=== Information ===
....
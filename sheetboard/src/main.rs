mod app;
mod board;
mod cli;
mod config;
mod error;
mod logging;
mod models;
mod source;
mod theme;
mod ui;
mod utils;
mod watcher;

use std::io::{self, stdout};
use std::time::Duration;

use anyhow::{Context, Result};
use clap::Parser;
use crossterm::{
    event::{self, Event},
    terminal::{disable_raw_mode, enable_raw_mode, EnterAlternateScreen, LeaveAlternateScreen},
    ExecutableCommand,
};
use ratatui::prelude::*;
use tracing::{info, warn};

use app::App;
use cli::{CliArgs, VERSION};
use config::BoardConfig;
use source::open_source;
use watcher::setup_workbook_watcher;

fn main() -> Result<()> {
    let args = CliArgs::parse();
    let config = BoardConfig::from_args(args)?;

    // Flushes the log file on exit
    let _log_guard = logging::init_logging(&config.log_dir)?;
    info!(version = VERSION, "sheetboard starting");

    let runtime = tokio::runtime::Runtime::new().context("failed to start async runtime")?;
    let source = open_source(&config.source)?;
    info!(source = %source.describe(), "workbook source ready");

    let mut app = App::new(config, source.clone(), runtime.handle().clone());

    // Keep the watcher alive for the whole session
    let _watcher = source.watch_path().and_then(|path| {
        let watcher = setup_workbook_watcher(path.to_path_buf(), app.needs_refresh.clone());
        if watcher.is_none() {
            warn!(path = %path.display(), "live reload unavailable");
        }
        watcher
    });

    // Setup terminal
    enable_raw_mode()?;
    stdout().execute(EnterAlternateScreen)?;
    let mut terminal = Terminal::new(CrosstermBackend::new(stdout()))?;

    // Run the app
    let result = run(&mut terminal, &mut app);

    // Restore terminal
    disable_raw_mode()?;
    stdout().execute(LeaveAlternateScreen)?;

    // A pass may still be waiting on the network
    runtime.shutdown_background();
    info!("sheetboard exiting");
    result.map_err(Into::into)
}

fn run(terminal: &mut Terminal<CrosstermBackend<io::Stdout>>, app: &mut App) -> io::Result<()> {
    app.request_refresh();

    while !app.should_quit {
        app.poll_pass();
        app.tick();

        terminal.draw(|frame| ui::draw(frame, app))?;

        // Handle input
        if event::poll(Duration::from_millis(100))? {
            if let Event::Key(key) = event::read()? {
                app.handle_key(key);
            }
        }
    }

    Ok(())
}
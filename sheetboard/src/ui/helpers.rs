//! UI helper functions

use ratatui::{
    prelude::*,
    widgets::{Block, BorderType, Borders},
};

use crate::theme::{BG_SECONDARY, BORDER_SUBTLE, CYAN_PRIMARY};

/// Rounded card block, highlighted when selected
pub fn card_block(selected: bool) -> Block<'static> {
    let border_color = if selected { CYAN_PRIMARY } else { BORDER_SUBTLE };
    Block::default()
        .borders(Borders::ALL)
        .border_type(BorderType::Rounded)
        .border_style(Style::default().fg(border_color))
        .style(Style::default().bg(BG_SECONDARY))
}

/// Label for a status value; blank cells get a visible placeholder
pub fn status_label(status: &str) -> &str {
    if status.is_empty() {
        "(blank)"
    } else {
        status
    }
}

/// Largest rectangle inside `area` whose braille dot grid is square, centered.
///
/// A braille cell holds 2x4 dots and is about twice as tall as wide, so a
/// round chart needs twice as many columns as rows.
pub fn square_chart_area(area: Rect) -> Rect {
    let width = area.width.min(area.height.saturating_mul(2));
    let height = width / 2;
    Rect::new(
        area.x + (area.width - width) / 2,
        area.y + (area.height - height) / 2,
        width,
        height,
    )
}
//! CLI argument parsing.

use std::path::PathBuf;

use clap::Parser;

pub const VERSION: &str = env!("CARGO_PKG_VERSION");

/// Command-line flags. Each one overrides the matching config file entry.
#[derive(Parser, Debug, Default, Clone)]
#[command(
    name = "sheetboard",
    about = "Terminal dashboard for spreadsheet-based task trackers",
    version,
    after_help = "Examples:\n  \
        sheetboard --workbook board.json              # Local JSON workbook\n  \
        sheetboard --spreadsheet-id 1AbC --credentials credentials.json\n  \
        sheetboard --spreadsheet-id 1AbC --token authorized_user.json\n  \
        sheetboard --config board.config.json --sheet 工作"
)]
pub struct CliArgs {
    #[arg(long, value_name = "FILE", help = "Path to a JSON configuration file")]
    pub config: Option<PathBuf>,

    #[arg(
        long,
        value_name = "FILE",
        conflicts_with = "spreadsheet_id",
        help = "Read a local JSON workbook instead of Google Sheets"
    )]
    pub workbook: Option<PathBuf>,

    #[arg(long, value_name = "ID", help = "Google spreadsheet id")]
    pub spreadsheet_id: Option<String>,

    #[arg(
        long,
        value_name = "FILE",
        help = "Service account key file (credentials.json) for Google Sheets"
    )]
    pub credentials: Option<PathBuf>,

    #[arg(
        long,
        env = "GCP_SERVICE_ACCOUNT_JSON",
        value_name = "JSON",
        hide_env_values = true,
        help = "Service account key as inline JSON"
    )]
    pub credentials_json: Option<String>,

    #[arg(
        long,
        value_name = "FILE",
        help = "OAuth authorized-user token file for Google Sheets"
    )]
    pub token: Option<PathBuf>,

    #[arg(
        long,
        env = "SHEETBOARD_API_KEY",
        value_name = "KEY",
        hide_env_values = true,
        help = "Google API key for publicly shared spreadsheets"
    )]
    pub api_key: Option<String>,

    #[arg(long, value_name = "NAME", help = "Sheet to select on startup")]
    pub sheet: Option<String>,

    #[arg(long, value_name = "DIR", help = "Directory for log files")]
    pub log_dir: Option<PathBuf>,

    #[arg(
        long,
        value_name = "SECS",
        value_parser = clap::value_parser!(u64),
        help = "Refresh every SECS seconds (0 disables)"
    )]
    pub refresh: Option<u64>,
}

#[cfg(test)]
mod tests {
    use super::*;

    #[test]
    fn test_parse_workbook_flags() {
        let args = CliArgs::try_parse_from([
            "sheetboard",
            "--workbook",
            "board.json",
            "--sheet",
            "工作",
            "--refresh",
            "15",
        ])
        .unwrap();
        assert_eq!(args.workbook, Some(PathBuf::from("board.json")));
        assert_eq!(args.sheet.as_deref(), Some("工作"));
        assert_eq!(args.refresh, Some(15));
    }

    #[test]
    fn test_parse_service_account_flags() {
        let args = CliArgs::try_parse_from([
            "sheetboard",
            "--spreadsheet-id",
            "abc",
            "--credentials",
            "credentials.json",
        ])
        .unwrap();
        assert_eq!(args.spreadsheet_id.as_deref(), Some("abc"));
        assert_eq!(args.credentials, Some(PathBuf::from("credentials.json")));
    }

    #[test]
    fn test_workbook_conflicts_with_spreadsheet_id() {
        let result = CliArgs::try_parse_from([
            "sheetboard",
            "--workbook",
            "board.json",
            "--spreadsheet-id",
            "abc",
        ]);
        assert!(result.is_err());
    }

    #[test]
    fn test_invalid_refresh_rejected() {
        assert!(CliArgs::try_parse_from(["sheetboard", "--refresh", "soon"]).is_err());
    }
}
....
=== What is needed ===
Each line of the entries holding the string "twice" should be found and copied.

=== Solution to this task ===
/// A braille cell holds 2x4 dots and is about twice as tall as wide, so a
/// round chart needs twice as many columns as rows.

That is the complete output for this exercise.